Opening with a bowed bass introduction, some beautiful guitar playing and some very Elvin Jones style drumming, John Coltrane’s Dearly Beloved is initially lofty and atmospheric before giving way to some pyrotechnic style soloing from Ribot. It is a robust, yet exciting and engaging performance.

Ayler’s The Wizard is next up. It is an electric guitar workout, played at pace with lots of Elvin Jones style cymbals from Taylor. Later, Grimes takes a bass solo before Ribot returns to add a series of guitar runs as the piece ends.

Old Man River is the famous Kern/Hammerstein number from ‘Showboat’. It is a very fine version, worth the price of the CD by itself, in my opinion. I would have included it here if there was a YouTube version currently available, but there isn’t, so no such treat is presented for you.

Bells, the second Albert Ayler composition, weighs in at 19:09 and is the longest piece on the set. After a gentle first half it moves through a passage that is reminiscent of and draws from American marching band music (of course Ayler served as a military bandsman in his early years). From there on, it is free Jimi Hendrix-like acid guitar virtuosity- which I can only appreciate in small segments.

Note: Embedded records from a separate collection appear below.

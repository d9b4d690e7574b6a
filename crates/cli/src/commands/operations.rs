use std::path::Path;
use std::sync::Arc;

use clap::Args;
use moveportal_core::{ClientRegistry, CookieJar, Surface};

use super::{load_config, run_cli_async};

#[derive(Args, Debug, Clone)]
pub struct OperationsArgs {
    #[arg(value_name = "SURFACE", help = "API surface: internal, admin, ghc or prime")]
    pub surface: Surface,
}

pub async fn run(config: Option<&Path>, args: OperationsArgs) -> i32 {
    run_cli_async(|| run_inner(config, args)).await
}

async fn run_inner(config: Option<&Path>, args: OperationsArgs) -> Result<(), String> {
    let config = load_config(config)?;
    let registry = ClientRegistry::new(config, Arc::new(CookieJar::new()));
    let client = registry
        .client(args.surface)
        .await
        .map_err(|err| err.to_string())?;

    for (operation_id, route) in client.operations() {
        println!("{operation_id}\t{route}");
    }
    Ok(())
}
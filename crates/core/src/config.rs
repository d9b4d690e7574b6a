//! Portal configuration: where the backends live and how requests are authenticated.
//!
//! Configuration is read from an optional TOML file and then overridden by
//! environment variables:
//!
//! ```toml
//! base_url = "https://office.move.mil"
//! csrf_cookie = "masked_gorilla_csrf"
//! csrf_header = "X-CSRF-Token"
//!
//! [spec_paths]
//! ghc = "/ghc/v1/swagger.yaml"
//! ```

use std::fs;
use std::path::Path;

use serde::{Deserialize, Serialize};
use url::Url;

use crate::error::ConfigError;
use crate::surface::Surface;

const DEFAULT_BASE_URL: &str = "http://localhost:3000";
const DEFAULT_CSRF_COOKIE: &str = "masked_gorilla_csrf";
const DEFAULT_CSRF_HEADER: &str = "X-CSRF-Token";

/// Environment variable overriding [`PortalConfig::base_url`].
pub const BASE_URL_ENV: &str = "MOVEPORTAL_BASE_URL";
/// Environment variable overriding [`PortalConfig::csrf_cookie`].
pub const CSRF_COOKIE_ENV: &str = "MOVEPORTAL_CSRF_COOKIE";

/// Per-surface overrides of the Swagger document path.
#[derive(Debug, Clone, Default, PartialEq, Eq, Serialize, Deserialize)]
pub struct SpecPaths {
    /// Internal API document path.
    pub internal: Option<String>,
    /// Admin API document path.
    pub admin: Option<String>,
    /// GHC API document path.
    pub ghc: Option<String>,
    /// Prime API document path.
    pub prime: Option<String>,
}

/// Settings shared by every surface client.
#[derive(Debug, Clone, PartialEq, Eq, Serialize, Deserialize)]
#[serde(default)]
pub struct PortalConfig {
    /// Origin (and optional path prefix) every spec and operation URL hangs off.
    pub base_url: String,
    /// Name of the anti-forgery cookie read before each request.
    pub csrf_cookie: String,
    /// Header the anti-forgery token is sent in.
    pub csrf_header: String,
    /// Spec path overrides.
    pub spec_paths: SpecPaths,
}

impl Default for PortalConfig {
    fn default() -> Self {
        Self {
            base_url: DEFAULT_BASE_URL.to_string(),
            csrf_cookie: DEFAULT_CSRF_COOKIE.to_string(),
            csrf_header: DEFAULT_CSRF_HEADER.to_string(),
            spec_paths: SpecPaths::default(),
        }
    }
}

impl PortalConfig {
    /// Defaults with a different base URL.
    pub fn with_base_url(base_url: impl Into<String>) -> Self {
        Self {
            base_url: base_url.into(),
            ..Self::default()
        }
    }

    /// Load a TOML config file, apply environment overrides and validate.
    pub fn load(path: &Path) -> Result<Self, ConfigError> {
        let contents = fs::read_to_string(path).map_err(|source| ConfigError::Read {
            path: path.to_path_buf(),
            source,
        })?;
        let mut config: Self = toml::from_str(&contents).map_err(|source| ConfigError::Parse {
            path: path.to_path_buf(),
            source,
        })?;
        config.apply_env_with(|key| std::env::var(key).ok());
        config.validate()?;
        Ok(config)
    }

    /// Defaults with environment overrides applied.
    pub fn from_env() -> Result<Self, ConfigError> {
        let mut config = Self::default();
        config.apply_env_with(|key| std::env::var(key).ok());
        config.validate()?;
        Ok(config)
    }

    /// Apply overrides from a variable lookup (the process environment in production).
    pub fn apply_env_with<F>(&mut self, lookup: F)
    where
        F: Fn(&str) -> Option<String>,
    {
        if let Some(base_url) = lookup(BASE_URL_ENV).filter(|v| !v.trim().is_empty()) {
            self.base_url = base_url;
        }
        if let Some(cookie) = lookup(CSRF_COOKIE_ENV).filter(|v| !v.trim().is_empty()) {
            self.csrf_cookie = cookie;
        }
    }

    /// Check that the base URL is absolute.
    pub fn validate(&self) -> Result<(), ConfigError> {
        Url::parse(&self.base_url)
            .map(|_| ())
            .map_err(|source| ConfigError::InvalidBaseUrl {
                value: self.base_url.clone(),
                source,
            })
    }

    /// Swagger document path for a surface, honoring overrides.
    pub fn spec_path(&self, surface: Surface) -> &str {
        let path = match surface {
            Surface::Internal => self.spec_paths.internal.as_deref(),
            Surface::Admin => self.spec_paths.admin.as_deref(),
            Surface::Ghc => self.spec_paths.ghc.as_deref(),
            Surface::Prime => self.spec_paths.prime.as_deref(),
        };
        path.unwrap_or_else(|| surface.default_spec_path())
    }

    /// Absolute URL of a path below the base URL.
    pub fn url_for(&self, path: &str) -> Result<Url, url::ParseError> {
        let base = self.base_url.trim_end_matches('/');
        if path.starts_with('/') {
            Url::parse(&format!("{base}{path}"))
        } else {
            Url::parse(&format!("{base}/{path}"))
        }
    }
}

#[cfg(test)]
#[allow(clippy::unwrap_used, clippy::expect_used)]
mod tests {
    use super::*;
    use std::io::Write;

    #[test]
    fn test_defaults() {
        let config = PortalConfig::default();
        assert_eq!(config.csrf_cookie, "masked_gorilla_csrf");
        assert_eq!(config.csrf_header, "X-CSRF-Token");
        assert_eq!(config.spec_path(Surface::Ghc), "/ghc/v1/swagger.yaml");
        config.validate().unwrap();
    }

    #[test]
    fn test_load_toml_with_overrides() {
        let mut file = tempfile::NamedTempFile::new().unwrap();
        writeln!(
            file,
            "base_url = \"https://office.example.com/\"\n\n[spec_paths]\nghc = \"/ghc/v2/swagger.yaml\""
        )
        .unwrap();

        let config = PortalConfig::load(file.path()).unwrap();
        assert_eq!(config.spec_path(Surface::Ghc), "/ghc/v2/swagger.yaml");
        assert_eq!(config.spec_path(Surface::Admin), "/admin/v1/swagger.yaml");
        assert_eq!(config.csrf_header, "X-CSRF-Token");
        assert_eq!(
            config.url_for("/ghc/v2/swagger.yaml").unwrap().as_str(),
            "https://office.example.com/ghc/v2/swagger.yaml"
        );
    }

    #[test]
    fn test_invalid_base_url() {
        let config = PortalConfig::with_base_url("not a url");
        assert!(matches!(
            config.validate(),
            Err(ConfigError::InvalidBaseUrl { .. })
        ));
    }

    #[test]
    fn test_env_overrides() {
        let mut config = PortalConfig::default();
        config.apply_env_with(|key| match key {
            BASE_URL_ENV => Some("https://prime.example.com".to_string()),
            CSRF_COOKIE_ENV => Some(String::new()),
            _ => None,
        });
        assert_eq!(config.base_url, "https://prime.example.com");
        assert_eq!(config.csrf_cookie, "masked_gorilla_csrf");
    }

    #[test]
    fn test_parse_error_names_file() {
        let mut file = tempfile::NamedTempFile::new().unwrap();
        writeln!(file, "base_url = [").unwrap();
        let err = PortalConfig::load(file.path()).unwrap_err();
        assert!(matches!(err, ConfigError::Parse { .. }));
    }
}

I’m Confessin’ That I’m Lovin’ You. is played straightforwardly as a melodic ballad, vaguely reminiscent of the Hot Club style, without anything to frighten even the most skittish horse.

Touch or click on the arrow to play film.

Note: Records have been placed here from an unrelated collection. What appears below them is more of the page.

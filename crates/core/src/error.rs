//! Error types for the CamGrid core

use thiserror::Error;

/// Result type alias for CamGrid core operations
pub type Result<T> = std::result::Result<T, Error>;

/// Error types that can occur in the CamGrid core
#[derive(Debug, Error)]
pub enum Error {
    /// Malformed input, recoverable by caller correction
    #[error("Validation failed: {0}")]
    Validation(String),

    /// A device with this ID is already registered
    #[error("Device {device_id} is already registered")]
    DuplicateDevice {
        /// Device ID that collided
        device_id: String,
    },

    /// No registered device with this ID
    #[error("Device {device_id} not found")]
    DeviceNotFound {
        /// Device ID that was looked up
        device_id: String,
    },

    /// No active streaming session with this ID
    #[error("Streaming session {session_id} not found")]
    SessionNotFound {
        /// Session ID that was looked up
        session_id: String,
    },

    /// Device or network failure, retryable by the caller
    #[error("Connection to device {device_id} failed: {reason}")]
    Connection {
        /// Device the call was addressed to
        device_id: String,
        /// Failure detail
        reason: String,
    },

    /// Circuit breaker is open for this device (too many failures)
    #[error("Circuit breaker open for device {device_id}")]
    CircuitOpen {
        /// Device whose breaker tripped
        device_id: String,
    },

    /// Upstream stream or subprocess failure, terminal for the operation
    #[error("Upstream error: {reason}")]
    Upstream {
        /// Failure detail
        reason: String,
    },

    /// Segment name escaped the session directory - always a client error
    #[error("Invalid segment name: {name}")]
    InvalidPath {
        /// The rejected name
        name: String,
    },

    /// I/O error
    #[error("I/O error: {0}")]
    Io(#[from] std::io::Error),

    /// Serialization error
    #[error("Serialization error: {0}")]
    Serialization(#[from] serde_json::Error),
}

impl Error {
    /// Connection error for a specific device
    pub fn connection(device_id: impl Into<String>, reason: impl Into<String>) -> Self {
        Error::Connection {
            device_id: device_id.into(),
            reason: reason.into(),
        }
    }

    /// Upstream stream/subprocess error
    pub fn upstream(reason: impl Into<String>) -> Self {
        Error::Upstream {
            reason: reason.into(),
        }
    }

    /// Device lookup miss
    pub fn device_not_found(device_id: impl Into<String>) -> Self {
        Error::DeviceNotFound {
            device_id: device_id.into(),
        }
    }

    /// Session lookup miss
    pub fn session_not_found(session_id: impl Into<String>) -> Self {
        Error::SessionNotFound {
            session_id: session_id.into(),
        }
    }
}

John Coltrane’s Sun Ship closes the recording, with another powerful and angry sounding piece.

It has been exciting to listen to Live at The Village Vanguard. Whilst most of this is not exactly music to accompany a dinner party, it captures the excitement of what must have been a gripping concert. If I hadn’t begun to look at recent releases it is very likely that The Marc Ribot Trio would have remained a mystery to me. As it is, I will try to see them when they next play in London or Manchester.

Marc Ribot is clearly a very skilled guitarist, although he is critical of his own technical limitations as he explained that he is a natural left hander who learned to play guitar right handedly. Henry Grimes, the trio’s bass player (and violinist) has an amazing story to tell. In the 60’s he played with many of the greats, including Albert Ayler himself (as noted above) before a trip to California to play with Al Jarreau and Jon Hendricks went badly awry, leaving him with a broken bass that he could not afford to have repaired. He spent over 30 years in LA employed as a manual labourer and renting a small room where he wrote poetry in his free-time, before being prompted to take up the bass again, rapidly recover his former prowess and take New York by storm. You can read more here.

Marc Ribot 2

Chad Taylor, on drums, completes the lineup. He started out in his childhood as a guitarist before switching to drums. His website is here.

The band etc: Henry Grimes (bass, violin); Marc Ribot (guitar); Chad Taylor (drums). Recorded: 30 June 2012 at The Village Vanguard, New York City. Produced by Chad Taylor. Sleeve Design: Michael Cina and Norah Stone. Photography: David O’Shaughnessy. Issued on Pi Recordings, May 2014.